In high school Koiva enjoyed graphic-art classes but wasn’t interested in an art-school future. She realized she wanted a mix of creativity and business. When she visited Temple and heard about the advertising major, she discovered what she had been looking for: “They put it into words for me.”

She appreciated the campus community’s diversity and liked the resources Philadelphia offered. While she encountered excellent professors, Koiva says she was most inspired by her fellow students. She joined the Temple Ad Club and found there “people who were so curious and so willing to work outside the classroom.” She eventually became vice president of the club and a mentor to two students.
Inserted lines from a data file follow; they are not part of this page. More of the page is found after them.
pub mod catalog;
pub mod error;
pub mod listing;
pub mod matching;
pub mod product;

pub use catalog::Catalog;
pub use error::{CatalogError, Result};
pub use listing::Listing;
pub use matching::{FieldScore, MatchResult, PERFECT_SCORE, ProductGroup, ValidatedMatch};
pub use product::Product;
//! JSON-lines record reading.

use std::fs::File;
use std::io::{BufRead, BufReader};
use std::path::Path;

use serde::de::DeserializeOwned;
use tracing::debug;

use crate::error::{IngestError, Result};

/// Read one record per non-blank line.
///
/// `origin` names the source in errors; line numbers are 1-based and count
/// blank lines. Unknown keys are ignored and missing optional keys become
/// `None`.
pub fn read_jsonl<T, R>(reader: R, origin: &Path) -> Result<Vec<T>>
where
    T: DeserializeOwned,
    R: BufRead,
{
    let mut records = Vec::new();
    let mut blank = 0usize;
    for (index, line) in reader.lines().enumerate() {
        let line_number = index + 1;
        let line = line.map_err(|source| IngestError::LineRead {
            path: origin.to_path_buf(),
            line: line_number,
            source,
        })?;
        if line.trim().is_empty() {
            blank += 1;
            continue;
        }
        let record = serde_json::from_str(&line).map_err(|source| IngestError::MalformedRecord {
            path: origin.to_path_buf(),
            line: line_number,
            source,
        })?;
        records.push(record);
    }
    debug!(
        path = %origin.display(),
        records = records.len(),
        blank,
        "read JSON-lines records"
    );
    Ok(records)
}

/// Open `path` and read it with [`read_jsonl`].
pub fn read_jsonl_file<T: DeserializeOwned>(path: &Path) -> Result<Vec<T>> {
    let file = File::open(path).map_err(|source| IngestError::FileRead {
        path: path.to_path_buf(),
        source,
    })?;
    read_jsonl(BufReader::new(file), path)
}
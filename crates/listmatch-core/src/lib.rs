//! Listing-to-product matching engine.
//!
//! Resolves noisy product listings against a canonical catalog, keeping a
//! listing only when both its title and its manufacturer match a product
//! perfectly. Precision is favored over recall: anything ambiguous is dropped.
//!
//! The pieces, leaf-first:
//!
//! - [`normalize`] - lowercase, Unicode-aware token and compact forms
//! - [`score`] - three similarity heuristics combined by maximum
//! - [`matcher`] - memoized best-match search with a deterministic tie-break
//! - [`disqualify`] - per-field cross-checks of classified listings
//! - [`pipeline`] - the staged run that ties them together

#![deny(unsafe_code)]

pub mod disqualify;
pub mod error;
pub mod matcher;
pub mod normalize;
pub mod options;
pub mod pipeline;
pub mod progress;
pub mod score;

use listmatch_model::{Catalog, Listing, MatchResult, ValidatedMatch};

pub use disqualify::{ClusterValidator, Disqualifier, ManufacturerDisqualifier};
pub use error::{MatchError, Result};
pub use matcher::{BestMatch, Candidate, MatchCache, Matcher, compare_candidates};
pub use normalize::{PreparedText, normalize, normalize_compact};
pub use options::MatchOptions;
pub use pipeline::{MatchPipeline, PipelineOutcome, RunStats, group_by_product};
pub use progress::{NoProgress, Progress, ProgressSink};
pub use score::{
    Heuristic, adjacent_glue_score, combined_score, exact_subsequence_score, token_overlap_score,
};

/// Stage 1 with default options: one result per listing, in input order.
pub fn classify(catalog: &Catalog, listings: &[Listing]) -> Result<Vec<MatchResult>> {
    let mut matcher = Matcher::new(catalog)?;
    Ok(matcher.classify(listings, &NoProgress))
}

/// Stage 2 with the default manufacturer check.
pub fn disqualify(
    catalog: &Catalog,
    listings: &[Listing],
    classified: &[MatchResult],
) -> Vec<ValidatedMatch> {
    ClusterValidator::default().disqualify(catalog, listings, classified)
}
Such experiences gave her the skills to succeed at an Ogilvy recruitment event called Super Saturday, which Koiva describes as “straight-up Hunger Games for advertising.” During the course of a day at the firm’s headquarters, 40 college students were asked to come up with advertising pitches on the spot, endure several one-on-one interviews and more. If she doodled on a piece of paper, “They would collect it and put my name on it,” Koiva says with a laugh.

From that group, Koiva was chosen as one of 13 to be offered full-time jobs in Ogilvy’s Manhattan office as part of the company’s associates’ program. She’ll spend a year cycling through three rotations, during which time she’ll explore different departments and work on various accounts. At the end of the year, she and her supervisors will decide where in the firm she’ll be permanently placed.

The program is an innovative way for a company to find what role best fits its new hires. Temple prepared Koiva for the challenge of forging her own path: “There is no mold here,” she says.